As two women across time seek answers about their identities and heritage, can they overcome the threat of the mysterious curse that has them inextricably intertwined?
What I Carry by Jennifer Longo
Growing up in foster care, Muir has lived in many houses. And if she’s learned one thing, it is to Pack. Light. Carry only what fits in a suitcase.
Toothbrush? Yes. Socks? Yes. Emotional attachment to friends? foster families? a boyfriend? Nope! There’s no room for any additional baggage.
Muir has just one year left before she ages out of the system. One year before she’s free. One year to avoid anything–or anyone–that could get in her way.

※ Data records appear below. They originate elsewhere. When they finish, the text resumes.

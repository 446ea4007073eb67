//! Classification and validation of the inbound header protocol.
//!
//! A request is either a Salesforce invocation, carrying a signed request context
//! plus a client context, or a Data Action Target callback carrying only a
//! signature. [`validate_request`] decides which one it is and checks the
//! Salesforce credentials structurally. Cryptographic checks are left to the
//! integration service.
use std::fmt;

use axum::http::{HeaderMap, StatusCode};
use base64::{Engine as _, engine::general_purpose::STANDARD};
use serde::Deserialize;
use thiserror::Error;
use tracing::{debug, warn};

use crate::core::protocol::{
    HDR_CLIENT_CONTEXT, HDR_REQUEST_CONTEXT, HDR_REQUEST_ID, HDR_SIGNATURE,
};

/// Errors surfaced by request validation.
#[derive(Error, Debug, Clone, PartialEq, Eq)]
pub enum RequestValidationError {
    /// No recognizable credential set was presented.
    #[error("{0}")]
    InvalidRequest(String),

    /// A credential set was presented but is incomplete or inconsistent.
    #[error("{0}")]
    MalformedRequest(String),
}

impl RequestValidationError {
    pub fn status_code(&self) -> StatusCode {
        match self {
            Self::InvalidRequest(_) => StatusCode::UNAUTHORIZED,
            Self::MalformedRequest(_) => StatusCode::BAD_REQUEST,
        }
    }

    fn invalid_context() -> Self {
        Self::MalformedRequest(format!("Invalid {HDR_REQUEST_CONTEXT}"))
    }
}

/// Decoded `x-request-context` payload.
#[derive(Deserialize, Clone, Default, PartialEq, Eq)]
#[serde(default)]
pub struct RequestContext {
    pub id: String,
    pub auth: String,
    #[serde(rename = "loginUrl")]
    pub login_url: String,
    #[serde(rename = "orgDomainUrl")]
    pub org_domain_url: String,
    #[serde(rename = "orgId")]
    pub org_id: String,
    pub resource: String,
    #[serde(rename = "type")]
    pub context_type: String,
    #[serde(rename = "appUUID")]
    pub app_uuid: String,
}

// `auth` is a bearer credential and stays out of logs.
impl fmt::Debug for RequestContext {
    fn fmt(&self, f: &mut fmt::Formatter<'_>) -> fmt::Result {
        f.debug_struct("RequestContext")
            .field("id", &self.id)
            .field("auth", &"<redacted>")
            .field("login_url", &self.login_url)
            .field("org_domain_url", &self.org_domain_url)
            .field("org_id", &self.org_id)
            .field("resource", &self.resource)
            .field("context_type", &self.context_type)
            .field("app_uuid", &self.app_uuid)
            .finish()
    }
}

type FieldAccessor = fn(&RequestContext) -> &str;

/// Fields a request context must carry, all of them non-empty.
const REQUIRED_FIELDS: &[(&str, FieldAccessor)] = &[
    ("id", |c| c.id.as_str()),
    ("auth", |c| c.auth.as_str()),
    ("loginUrl", |c| c.login_url.as_str()),
    ("orgDomainUrl", |c| c.org_domain_url.as_str()),
    ("orgId", |c| c.org_id.as_str()),
    ("resource", |c| c.resource.as_str()),
    ("type", |c| c.context_type.as_str()),
    ("appUUID", |c| c.app_uuid.as_str()),
];

impl RequestContext {
    /// Name of the first required field that is empty, if any.
    pub fn missing_field(&self) -> Option<&'static str> {
        REQUIRED_FIELDS
            .iter()
            .find(|(_, get)| get(self).is_empty())
            .map(|(name, _)| *name)
    }
}

#[derive(Debug, Clone, PartialEq, Eq)]
pub struct SalesforceRequest {
    pub correlation_id: String,
    pub context: RequestContext,
    pub client_context: String,
}

#[derive(Debug, Clone, PartialEq, Eq)]
pub struct DataActionTargetRequest {
    pub correlation_id: String,
    pub signature: String,
}

/// A validated inbound request, one variant per supported caller type.
#[derive(Debug, Clone, PartialEq, Eq)]
pub enum ClassifiedRequest {
    Salesforce(SalesforceRequest),
    DataActionTarget(DataActionTargetRequest),
}

impl ClassifiedRequest {
    pub fn correlation_id(&self) -> &str {
        match self {
            Self::Salesforce(req) => &req.correlation_id,
            Self::DataActionTarget(req) => &req.correlation_id,
        }
    }

    /// Short label for logs and metrics.
    pub fn variant_name(&self) -> &'static str {
        match self {
            Self::Salesforce(_) => "salesforce",
            Self::DataActionTarget(_) => "data_action_target",
        }
    }
}

/// Read a header as text. Empty values count as absent.
fn header_str<'a>(
    headers: &'a HeaderMap,
    name: &str,
) -> Result<Option<&'a str>, RequestValidationError> {
    match headers.get(name) {
        None => Ok(None),
        Some(value) => {
            let value = value.to_str().map_err(|_| {
                RequestValidationError::MalformedRequest(format!("Invalid {name}"))
            })?;
            Ok((!value.is_empty()).then_some(value))
        }
    }
}

/// Classify and validate a request from its headers.
///
/// Pure: returns the same outcome for the same input.
pub fn validate_request(
    correlation_id: &str,
    headers: &HeaderMap,
) -> Result<ClassifiedRequest, RequestValidationError> {
    let request_context = header_str(headers, HDR_REQUEST_CONTEXT)?;
    let client_context = header_str(headers, HDR_CLIENT_CONTEXT)?;

    let (encoded_context, client_context) = match (request_context, client_context) {
        (None, None) => {
            return match header_str(headers, HDR_SIGNATURE)? {
                Some(signature) => {
                    debug!(request_id = %correlation_id, "Classified Data Action Target request");
                    Ok(ClassifiedRequest::DataActionTarget(DataActionTargetRequest {
                        correlation_id: correlation_id.to_string(),
                        signature: signature.to_string(),
                    }))
                }
                None => {
                    warn!(request_id = %correlation_id, "Request carries no recognizable credentials");
                    Err(RequestValidationError::InvalidRequest(format!(
                        "{HDR_REQUEST_CONTEXT} and {HDR_CLIENT_CONTEXT}, or {HDR_SIGNATURE} are required"
                    )))
                }
            };
        }
        (Some(encoded), Some(client)) => (encoded, client),
        (Some(_), None) | (None, Some(_)) => {
            warn!(
                request_id = %correlation_id,
                "Incomplete Salesforce request, {HDR_REQUEST_CONTEXT} and {HDR_CLIENT_CONTEXT} must both be present"
            );
            return Err(RequestValidationError::MalformedRequest(format!(
                "{HDR_REQUEST_CONTEXT} and {HDR_CLIENT_CONTEXT} are both required"
            )));
        }
    };

    let decoded = STANDARD.decode(encoded_context).map_err(|e| {
        warn!(request_id = %correlation_id, error = %e, "Unable to decode {HDR_REQUEST_CONTEXT}");
        RequestValidationError::invalid_context()
    })?;

    let context: RequestContext = serde_json::from_slice(&decoded).map_err(|e| {
        warn!(request_id = %correlation_id, error = %e, "Unable to parse {HDR_REQUEST_CONTEXT}");
        RequestValidationError::invalid_context()
    })?;

    if let Some(field) = context.missing_field() {
        warn!(request_id = %correlation_id, field, "Missing value in {HDR_REQUEST_CONTEXT}");
        return Err(RequestValidationError::invalid_context());
    }

    if !correlation_id.contains(context.id.as_str()) {
        warn!(
            request_id = %correlation_id,
            context_id = %context.id,
            "{HDR_REQUEST_ID} does not contain the request context id"
        );
        return Err(RequestValidationError::MalformedRequest(format!(
            "Invalid {HDR_REQUEST_ID}"
        )));
    }

    debug!(request_id = %correlation_id, org_id = %context.org_id, "Classified Salesforce request");
    Ok(ClassifiedRequest::Salesforce(SalesforceRequest {
        correlation_id: correlation_id.to_string(),
        context,
        client_context: client_context.to_string(),
    }))
}

#[cfg(test)]
mod tests {
    use axum::http::HeaderValue;
    use serde_json::json;

    use super::*;

    const ORG_ID: &str = "00Dxx0000000000EAA";
    const REQUEST_ID: &str = "00Dxx0000000000EAA-4f6c2b2e-8d7e-4b61-9413-3c5f8f2b9a10";

    fn context_json() -> serde_json::Value {
        json!({
            "id": ORG_ID,
            "auth": "jwt-token",
            "loginUrl": "https://login.example.com",
            "orgDomainUrl": "https://acme.my.example.com",
            "orgId": ORG_ID,
            "resource": "https://api.example.com",
            "type": "user",
            "appUUID": "2c5f7a6e-0f24-4c4b-9a6b-2ac1c7d1d0a1",
        })
    }

    fn encode(value: &serde_json::Value) -> String {
        STANDARD.encode(value.to_string())
    }

    fn salesforce_headers(context: &str) -> HeaderMap {
        let mut headers = HeaderMap::new();
        headers.insert(HDR_REQUEST_CONTEXT, HeaderValue::from_str(context).unwrap());
        headers.insert(HDR_CLIENT_CONTEXT, HeaderValue::from_static("client-context"));
        headers
    }

    #[test]
    fn test_valid_salesforce_request() {
        let headers = salesforce_headers(&encode(&context_json()));
        let classified = validate_request(REQUEST_ID, &headers).unwrap();

        match classified {
            ClassifiedRequest::Salesforce(req) => {
                assert_eq!(req.correlation_id, REQUEST_ID);
                assert_eq!(req.context.org_id, ORG_ID);
                assert_eq!(req.context.app_uuid, "2c5f7a6e-0f24-4c4b-9a6b-2ac1c7d1d0a1");
                assert_eq!(req.client_context, "client-context");
            }
            other => panic!("expected Salesforce request, got {other:?}"),
        }
    }

    #[test]
    fn test_signature_only_is_data_action_target() {
        let mut headers = HeaderMap::new();
        headers.insert(HDR_SIGNATURE, HeaderValue::from_static("sig"));

        let classified = validate_request(REQUEST_ID, &headers).unwrap();
        assert_eq!(
            classified,
            ClassifiedRequest::DataActionTarget(DataActionTargetRequest {
                correlation_id: REQUEST_ID.to_string(),
                signature: "sig".to_string(),
            })
        );
        assert_eq!(classified.variant_name(), "data_action_target");
    }

    #[test]
    fn test_no_credentials_is_invalid() {
        let err = validate_request(REQUEST_ID, &HeaderMap::new()).unwrap_err();
        assert!(matches!(err, RequestValidationError::InvalidRequest(_)));
        assert_eq!(err.status_code(), StatusCode::UNAUTHORIZED);
    }

    #[test]
    fn test_empty_signature_counts_as_absent() {
        let mut headers = HeaderMap::new();
        headers.insert(HDR_SIGNATURE, HeaderValue::from_static(""));
        let err = validate_request(REQUEST_ID, &headers).unwrap_err();
        assert_eq!(err.status_code(), StatusCode::UNAUTHORIZED);
    }

    #[test]
    fn test_only_one_salesforce_header_is_malformed() {
        let mut only_context = HeaderMap::new();
        only_context.insert(
            HDR_REQUEST_CONTEXT,
            HeaderValue::from_str(&encode(&context_json())).unwrap(),
        );
        // A signature does not rescue a half-populated Salesforce request.
        only_context.insert(HDR_SIGNATURE, HeaderValue::from_static("sig"));

        let mut only_client = HeaderMap::new();
        only_client.insert(HDR_CLIENT_CONTEXT, HeaderValue::from_static("client"));

        for headers in [only_context, only_client] {
            let err = validate_request(REQUEST_ID, &headers).unwrap_err();
            assert!(matches!(err, RequestValidationError::MalformedRequest(_)));
            assert_eq!(err.status_code(), StatusCode::BAD_REQUEST);
        }
    }

    #[test]
    fn test_undecodable_context_is_malformed() {
        let headers = salesforce_headers("not base64!!");
        let err = validate_request(REQUEST_ID, &headers).unwrap_err();
        assert_eq!(err.status_code(), StatusCode::BAD_REQUEST);

        let headers = salesforce_headers(&STANDARD.encode("{not json"));
        let err = validate_request(REQUEST_ID, &headers).unwrap_err();
        assert_eq!(err, RequestValidationError::invalid_context());
    }

    #[test]
    fn test_any_empty_field_is_malformed() {
        for (field, _) in REQUIRED_FIELDS {
            let mut context = context_json();
            context[*field] = json!("");
            let headers = salesforce_headers(&encode(&context));

            let err = validate_request(REQUEST_ID, &headers).unwrap_err();
            assert_eq!(
                err,
                RequestValidationError::invalid_context(),
                "empty {field} should be rejected"
            );
        }
    }

    #[test]
    fn test_missing_field_is_malformed() {
        let mut context = context_json();
        context.as_object_mut().unwrap().remove("appUUID");
        let headers = salesforce_headers(&encode(&context));

        let err = validate_request(REQUEST_ID, &headers).unwrap_err();
        assert_eq!(err.status_code(), StatusCode::BAD_REQUEST);
    }

    #[test]
    fn test_correlation_id_must_contain_context_id() {
        let headers = salesforce_headers(&encode(&context_json()));
        let err = validate_request("4f6c2b2e-8d7e-4b61-9413-3c5f8f2b9a10", &headers).unwrap_err();
        assert_eq!(
            err,
            RequestValidationError::MalformedRequest(format!("Invalid {HDR_REQUEST_ID}"))
        );
    }

    #[test]
    fn test_truncated_org_id_in_correlation_id_is_rejected() {
        let headers = salesforce_headers(&encode(&context_json()));
        let err = validate_request("00Dxx0000000000-request", &headers).unwrap_err();
        assert_eq!(err.status_code(), StatusCode::BAD_REQUEST);
    }

    #[test]
    fn test_validation_is_idempotent() {
        let headers = salesforce_headers(&encode(&context_json()));
        assert_eq!(
            validate_request(REQUEST_ID, &headers),
            validate_request(REQUEST_ID, &headers)
        );
    }

    #[test]
    fn test_debug_redacts_auth() {
        let context: RequestContext = serde_json::from_value(context_json()).unwrap();
        let rendered = format!("{context:?}");
        assert!(!rendered.contains("jwt-token"));
        assert!(rendered.contains("<redacted>"));
    }
}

Then she meets Francine. And Kira. And Sean.
And everything changes.
Murder haunts The Haven, celebrity James Canning’s home since he lost touch with Reality TV. What’s his “shrink” to do? Assign writing therapy, of course. But when the good doc reads Canning’s memoir, Hyperlink from Hell, he checks into his own padded suite and Canning disappears. To save the doc from madness, The Haven’s new director must analyze the hell out of Hyperlink from Hell. Is Canning’s tale of kidnapping, murder, time travel and wardrobe malfunction fact or fiction, deceit or delusion? Can she solve the murders, save her boss and find Canning? Or will she need a padded suite of her own?
“Hyperlink from Hell: A Couch Potato’s Guide to the Afterlife” isn’t just the latest of the funny vampire books. It’s the great American mystery… in hyperdrive.
Defying Doomsday by Tsana Dolchva
Teens form an all-girl band in the face of an impending comet.
A woman faces giant spiders to collect silk and protect her family.
New friends take their radio show on the road in search of plague survivors.
A man seeks love in a fading world.
How would you survive the apocalypse?
Defying Doomsday is an anthology of apocalypse fiction featuring disabled and chronically ill protagonists, proving it’s not always the “fittest” who survive – it’s the most tenacious, stubborn, enduring and innovative characters who have the best chance of adapting when everything is lost.
In stories of fear, hope and survival, this anthology gives new perspectives on the end of the world, from authors Corinne Duyvis, Janet Edwards, Seanan McGuire, Tansy Rayner Roberts, Stephanie Gunn, Elinor Caiman Sands, Rivqa Rafael, Bogi Takács, John Chu, Maree Kimberley, Octavia Cade, Lauren E Mitchell, Thoraiya Dyer, Samantha Rich, and K Evangelista.